### RECORDS FOR THIS EXERCISE ###

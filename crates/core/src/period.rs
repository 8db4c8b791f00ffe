use chrono::{Datelike, NaiveDate};
use serde::{Deserialize, Serialize};
use std::fmt;

#[derive(Debug, Clone, Copy, PartialEq, Eq, PartialOrd, Ord, Hash, Serialize, Deserialize)]
pub struct CalendarYear(pub i32);

impl fmt::Display for CalendarYear {
    fn fmt(&self, f: &mut fmt::Formatter<'_>) -> fmt::Result {
        write!(f, "{}", self.0)
    }
}

impl CalendarYear {
    pub fn new(year: i32) -> Self {
        CalendarYear(year)
    }

    pub fn of(date: NaiveDate) -> Self {
        CalendarYear(date.year())
    }

    pub fn year(self) -> i32 {
        self.0
    }

    pub fn contains(self, date: NaiveDate) -> bool {
        date.year() == self.0
    }

    /// The twelve months, January first.
    pub fn months(self) -> Vec<Month> {
        (1..=12).map(|month| Month { year: self.0, month }).collect()
    }
}

/// A calendar month; `month` is 1-based.
#[derive(Debug, Clone, Copy, PartialEq, Eq, PartialOrd, Ord, Hash, Serialize, Deserialize)]
pub struct Month {
    pub year: i32,
    pub month: u32,
}

impl fmt::Display for Month {
    fn fmt(&self, f: &mut fmt::Formatter<'_>) -> fmt::Result {
        write!(f, "{}-{:02}", self.year, self.month)
    }
}

impl Month {
    pub fn of(date: NaiveDate) -> Self {
        Month { year: date.year(), month: date.month() }
    }

    pub fn contains(self, date: NaiveDate) -> bool {
        date.year() == self.year && date.month() == self.month
    }

    pub fn next(self) -> Self {
        if self.month == 12 {
            Month { year: self.year + 1, month: 1 }
        } else {
            Month { year: self.year, month: self.month + 1 }
        }
    }

    /// Zero-based position within its year.
    pub fn index_in_year(self) -> usize {
        (self.month - 1) as usize
    }
}

#[derive(Debug, Clone, Copy, PartialEq, Eq, Serialize, Deserialize)]
pub struct DateRange {
    pub start: NaiveDate,
    pub end: NaiveDate,
}

impl fmt::Display for DateRange {
    fn fmt(&self, f: &mut fmt::Formatter<'_>) -> fmt::Result {
        write!(f, "{} to {}", self.start, self.end)
    }
}

impl DateRange {
    pub fn new(start: NaiveDate, end: NaiveDate) -> Self {
        DateRange { start, end }
    }

    /// Inclusive on both ends.
    pub fn contains(self, date: NaiveDate) -> bool {
        date >= self.start && date <= self.end
    }

    /// Every calendar month the range touches, in order. Empty when `end < start`.
    pub fn months(self) -> Vec<Month> {
        let mut months = Vec::new();
        if self.end < self.start {
            return months;
        }
        let last = Month::of(self.end);
        let mut current = Month::of(self.start);
        while current <= last {
            months.push(current);
            current = current.next();
        }
        months
    }
}

/// The span an aggregation is scoped to.
#[derive(Debug, Clone, Copy, PartialEq, Eq, Serialize, Deserialize)]
#[serde(rename_all = "snake_case")]
pub enum Window {
    Year(CalendarYear),
    Range(DateRange),
}

impl fmt::Display for Window {
    fn fmt(&self, f: &mut fmt::Formatter<'_>) -> fmt::Result {
        match self {
            Window::Year(year) => write!(f, "{year}"),
            Window::Range(range) => write!(f, "{range}"),
        }
    }
}

impl Window {
    pub fn year(year: i32) -> Self {
        Window::Year(CalendarYear::new(year))
    }

    pub fn range(start: NaiveDate, end: NaiveDate) -> Self {
        Window::Range(DateRange::new(start, end))
    }

    pub fn contains(self, date: NaiveDate) -> bool {
        match self {
            Window::Year(year) => year.contains(date),
            Window::Range(range) => range.contains(date),
        }
    }

    /// Month buckets, in order. Index `i` of a monthly series refers to `months()[i]`.
    pub fn months(self) -> Vec<Month> {
        match self {
            Window::Year(year) => year.months(),
            Window::Range(range) => range.months(),
        }
    }
}
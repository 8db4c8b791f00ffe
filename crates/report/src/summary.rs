use serde::{Deserialize, Serialize};

use tally_core::{CategoryConfig, Money, Transaction, Window};

use crate::series::SeriesSelector;

#[derive(Debug, Clone, PartialEq, Eq, Serialize, Deserialize)]
pub struct CategorySummary {
    pub name: String,
    pub is_income: bool,
    /// Sign-normalized total over the window.
    pub total: Money,
    pub transactions: usize,
    pub target: Money,
    /// `target - total`; `None` when the category has no target.
    pub remaining: Option<Money>,
    pub remark: Option<String>,
}

/// One row per configured category, in configured order.
pub fn summarize(
    transactions: &[Transaction],
    window: Window,
    config: &CategoryConfig,
) -> Vec<CategorySummary> {
    config
        .categories
        .iter()
        .map(|entry| {
            let selector = SeriesSelector::category(&entry.name);
            let (total, count) = transactions
                .iter()
                .filter(|tx| selector.matches(tx) && window.contains(tx.date))
                .fold((Money::zero(), 0), |(sum, n), tx| {
                    (sum + selector.delta(tx.amount), n + 1)
                });
            CategorySummary {
                name: entry.name.clone(),
                is_income: entry.is_income(),
                total,
                transactions: count,
                target: entry.target,
                remaining: entry.has_target().then(|| entry.target - total),
                remark: config.remark(&entry.name).map(str::to_string),
            }
        })
        .collect()
}
//! Seedable xorshift64 generator
//!
//! A given seed replays the same spawn order and sparkle placement.

#[derive(Debug, Clone)]
pub struct Rng {
    state: u64,
}

impl Rng {
    /// A zero seed would lock xorshift at zero, so it is bumped to one
    pub const fn new(seed: u64) -> Self {
        Self {
            state: if seed == 0 { 1 } else { seed },
        }
    }

    fn next_u64(&mut self) -> u64 {
        let mut x = self.state;
        x ^= x << 13;
        x ^= x >> 7;
        x ^= x << 17;
        self.state = x;
        x
    }

    /// Random value in `[0, upper_bound)`, 0 for an empty bound
    pub fn next_u64_below(&mut self, upper_bound: u64) -> u64 {
        match upper_bound {
            0 => 0,
            bound => self.next_u64() % bound,
        }
    }

    #[allow(clippy::cast_possible_truncation)]
    pub fn next_int(&mut self, upper_bound: u32) -> u32 {
        self.next_u64_below(u64::from(upper_bound)) as u32
    }

    /// Random index into a collection of `len` elements
    #[allow(clippy::cast_possible_truncation)]
    pub fn next_index(&mut self, len: usize) -> usize {
        self.next_u64_below(len as u64) as usize
    }
}
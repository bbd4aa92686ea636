//! Lane-by-lane color wash
//!
//! Every lane fades its old color out and then fades the new color in. The
//! duration is split into `lanes + 1` slots; lane `i` fades out during slot
//! `i` and in during slot `i + 1`, so two neighbouring lanes are always half
//! a transition apart.

use embassy_time::Duration;

use super::{Animator, AnimatorGroup, FadeAnimator, SolidColor, ZERO};
use crate::{
    color::Rgb,
    geometry::LedRange,
    layout::{LANE_COUNT, TreeLayout},
};

const TRANSITION_LAYERS: usize = 2 * LANE_COUNT;

type LaneFade = FadeAnimator<SolidColor>;

#[derive(Debug, Clone)]
pub struct TreeTransitionAnimator {
    group: AnimatorGroup<LaneFade, TRANSITION_LAYERS>,
}

impl TreeTransitionAnimator {
    /// Wash `lanes` from `from` to `to`, one lane after another
    ///
    /// Lanes beyond the animator's capacity are left untouched.
    #[allow(clippy::cast_possible_truncation)]
    pub fn new(duration: Duration, lanes: &[LedRange], from: Rgb, to: Rgb) -> Self {
        let slot = duration / (lanes.len() as u32 + 1);
        let mut group = AnimatorGroup::new();

        for (index, range) in lanes.iter().copied().enumerate() {
            let fade_out_end = slot * (index as u32 + 1);
            let remaining = duration.checked_sub(fade_out_end).unwrap_or(ZERO);

            // Hold `from` until this lane's turn, then fade it out
            let fade_out = FadeAnimator::new(
                ZERO,
                ZERO,
                slot,
                range,
                SolidColor::new(fade_out_end, range, from),
            );
            // Fade `to` in and hold it to the end
            let fade_in = FadeAnimator::new(
                slot,
                ZERO,
                ZERO,
                range,
                SolidColor::new(remaining, range, to),
            );

            if group.add_animator(fade_out, ZERO).is_err()
                || group.add_animator(fade_in, fade_out_end).is_err()
            {
                break;
            }
        }
        group.override_duration(duration);

        Self { group }
    }

    /// Wash every lane of `layout`
    pub fn for_layout(duration: Duration, layout: &TreeLayout, from: Rgb, to: Rgb) -> Self {
        Self::new(duration, &layout.lane_ranges(), from, to)
    }
}

impl Animator for TreeTransitionAnimator {
    fn duration(&self) -> Duration {
        self.group.duration()
    }

    fn step(&self, local_time: Duration, leds: &mut [Rgb]) {
        self.group.step(local_time, leds);
    }
}
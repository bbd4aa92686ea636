//! Palette cycling over several LED ranges
//!
//! Every `step_duration` each range moves on to the next palette color.
//! Neighbouring ranges are one palette step apart, so colors appear to
//! chase from range to range.

use embassy_time::Duration;
use heapless::Vec;

use super::{Animator, steps_elapsed};
use crate::{color::Rgb, geometry::LedRange};

/// Maximum number of ranges per animator
pub const MAX_RANGES: usize = 16;
/// Maximum number of palette colors per animator
pub const MAX_PALETTE_LEN: usize = 8;

#[derive(Debug, Clone)]
pub struct RangeAnimator {
    duration: Duration,
    step_duration: Duration,
    ranges: Vec<LedRange, MAX_RANGES>,
    colors: Vec<Rgb, MAX_PALETTE_LEN>,
}

impl RangeAnimator {
    pub const fn new(duration: Duration, step_duration: Duration) -> Self {
        Self {
            duration,
            step_duration,
            ranges: Vec::new(),
            colors: Vec::new(),
        }
    }

    /// Add a range; returns it back if the animator is full
    pub fn add_range(&mut self, range: LedRange) -> Result<(), LedRange> {
        self.ranges.push(range)
    }

    /// Add a palette color; returns it back if the palette is full
    pub fn add_color(&mut self, color: Rgb) -> Result<(), Rgb> {
        self.colors.push(color)
    }
}

impl Animator for RangeAnimator {
    fn duration(&self) -> Duration {
        self.duration
    }

    #[allow(clippy::cast_possible_truncation)]
    fn step(&self, local_time: Duration, leds: &mut [Rgb]) {
        let len = self.colors.len();
        if len == 0 {
            return;
        }

        let mut color_index =
            (steps_elapsed(local_time, self.step_duration) % len as u64) as usize;
        for range in &self.ranges {
            let color = self.colors[color_index];
            for led in range.slice_mut(leds) {
                *led = color;
            }
            color_index = (color_index + 1) % len;
        }
    }
}
//! Ramp patterns for chase effects
//!
//! A ramp is a symmetric run of LEDs: full color in the center, fading
//! linearly towards both ends without ever reaching black.

use heapless::Vec;

use crate::color::{Rgb, scale_color};

/// Upper bound for any pattern stored by an animator
pub const MAX_PATTERN_LEN: usize = 64;

/// Fixed-capacity pattern buffer
pub type Pattern = Vec<Rgb, MAX_PATTERN_LEN>;

/// Round an even width up to the next odd value
///
/// The center LED of a ramp is the full color, so ramps always have an odd
/// width.
pub const fn odd_width(width: u16) -> u16 {
    if width % 2 == 0 { width + 1 } else { width }
}

/// Build a symmetric ramp of `width` LEDs (forced odd)
///
/// Both sides use `width / 2` steps with a slope of `1 / (steps + 1)`.
/// Colors that do not fit into `N` are dropped.
pub fn ramp_pattern<const N: usize>(color: Rgb, width: u16) -> Vec<Rgb, N> {
    let ramp_count = odd_width(width) / 2;
    let slope = 1.0 / (f32::from(ramp_count) + 1.0);

    let mut pattern = Vec::new();
    for i in 0..ramp_count {
        let _ = pattern.push(scale_color(f32::from(i + 1) * slope, color));
    }
    let _ = pattern.push(color);
    for i in 0..ramp_count {
        let _ = pattern.push(scale_color(f32::from(ramp_count - i) * slope, color));
    }
    pattern
}

/// Scale every color of a pattern in place
pub fn scale_pattern(scale: f32, pattern: &mut [Rgb]) {
    for color in pattern.iter_mut() {
        *color = scale_color(scale, *color);
    }
}
//! Sparkle (twinkle) overlay
//!
//! A fixed pool of sparkles is scattered over a set of LED ranges. Each
//! sparkle picks a random range, a random LED inside it and a random start
//! within the next cycle. Once started it is visible for `sparkle_duration`
//! with an ease-up/ease-down envelope, cross-faded over whatever the LED
//! already shows. `cycle_duration` after its start the slot is recycled.
//!
//! This is the only animator with state across frames. It assumes a
//! monotonic timeline: if time moves backwards every sparkle is dropped and
//! the pool fills up again from the new time.

use embassy_time::Duration;
use heapless::Vec;

#[cfg(feature = "esp32-log")]
use esp_println::println;

use super::{Animator, progress};
use crate::{
    color::{Rgb, cross_fade_color},
    geometry::{LedIndex, LedRange},
    rng::Rng,
};

/// Number of sparkle slots in the pool
pub const SPARKLE_SLOTS: usize = 24;
/// Maximum number of ranges sparkles are spread over
pub const MAX_SPARKLE_RANGES: usize = 8;

#[derive(Debug, Clone, Copy)]
struct Sparkle {
    start: Duration,
    led: LedIndex,
}

#[derive(Debug, Clone)]
pub struct SparkleAnimator {
    duration: Duration,
    color: Rgb,
    sparkle_duration: Duration,
    cycle_duration: Duration,
    ranges: Vec<LedRange, MAX_SPARKLE_RANGES>,
    slots: [Option<Sparkle>; SPARKLE_SLOTS],
    last_time: Option<Duration>,
    rng: Rng,
}

impl SparkleAnimator {
    pub fn new(
        duration: Duration,
        ranges: &[LedRange],
        color: Rgb,
        sparkle_duration: Duration,
        cycle_duration: Duration,
        seed: u64,
    ) -> Self {
        Self {
            duration,
            color,
            sparkle_duration,
            cycle_duration,
            ranges: ranges.iter().copied().take(MAX_SPARKLE_RANGES).collect(),
            slots: [None; SPARKLE_SLOTS],
            last_time: None,
            rng: Rng::new(seed),
        }
    }

    /// Number of slots currently holding a scheduled sparkle
    pub fn active_count(&self) -> usize {
        self.slots.iter().flatten().count()
    }

    /// Number of sparkles visible at `local_time`
    pub fn visible_count(&self, local_time: Duration) -> usize {
        self.slots
            .iter()
            .flatten()
            .filter(|sparkle| self.elapsed(sparkle, local_time).is_some())
            .count()
    }

    fn invalidate(&mut self) {
        self.slots = [None; SPARKLE_SLOTS];
        self.last_time = None;
    }

    /// Time since `sparkle` started, while it is visible
    fn elapsed(&self, sparkle: &Sparkle, local_time: Duration) -> Option<Duration> {
        local_time
            .checked_sub(sparkle.start)
            .filter(|elapsed| *elapsed < self.sparkle_duration)
    }

    #[allow(clippy::cast_possible_truncation)]
    fn schedule(&mut self, local_time: Duration) -> Option<Sparkle> {
        let range = *self.ranges.get(self.rng.next_index(self.ranges.len()))?;
        if range.count == 0 {
            return None;
        }

        let offset = self.rng.next_int(u32::from(range.count)) as u16;
        let delay = self.rng.next_u64_below(self.cycle_duration.as_ticks());
        Some(Sparkle {
            start: local_time + Duration::from_ticks(delay),
            led: range.start + offset,
        })
    }
}

impl Animator for SparkleAnimator {
    fn duration(&self) -> Duration {
        self.duration
    }

    fn step(&self, local_time: Duration, leds: &mut [Rgb]) {
        for sparkle in self.slots.iter().flatten() {
            let Some(elapsed) = self.elapsed(sparkle, local_time) else {
                continue;
            };

            let t = progress(elapsed, self.sparkle_duration);
            let parabola = 4.0 * t * (1.0 - t);
            let intensity = parabola * parabola;
            if let Some(led) = leds.get_mut(usize::from(sparkle.led)) {
                *led = cross_fade_color(intensity, *led, self.color);
            }
        }
    }

    fn advance(&mut self, local_time: Duration) {
        if self.last_time.is_some_and(|last| local_time < last) {
            #[cfg(feature = "esp32-log")]
            println!("[SparkleAnimator.advance] time moved backwards, dropping sparkles");
            self.invalidate();
        }
        self.last_time = Some(local_time);

        for index in 0..SPARKLE_SLOTS {
            let expired = match self.slots[index] {
                Some(sparkle) => local_time >= sparkle.start + self.cycle_duration,
                None => true,
            };
            if expired {
                self.slots[index] = self.schedule(local_time);
            }
        }
    }

    fn reset(&mut self) {
        self.invalidate();
    }
}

###

Return only the stretch of the material above from the line holding "whatever the LED" through the line holding "It assumes a", copied exactly.

(EXPECTED ANSWER)
//! with an ease-up/ease-down envelope, cross-faded over whatever the LED
//! already shows. `cycle_duration` after its start the slot is recycled.
//!
//! This is the only animator with state across frames. It assumes a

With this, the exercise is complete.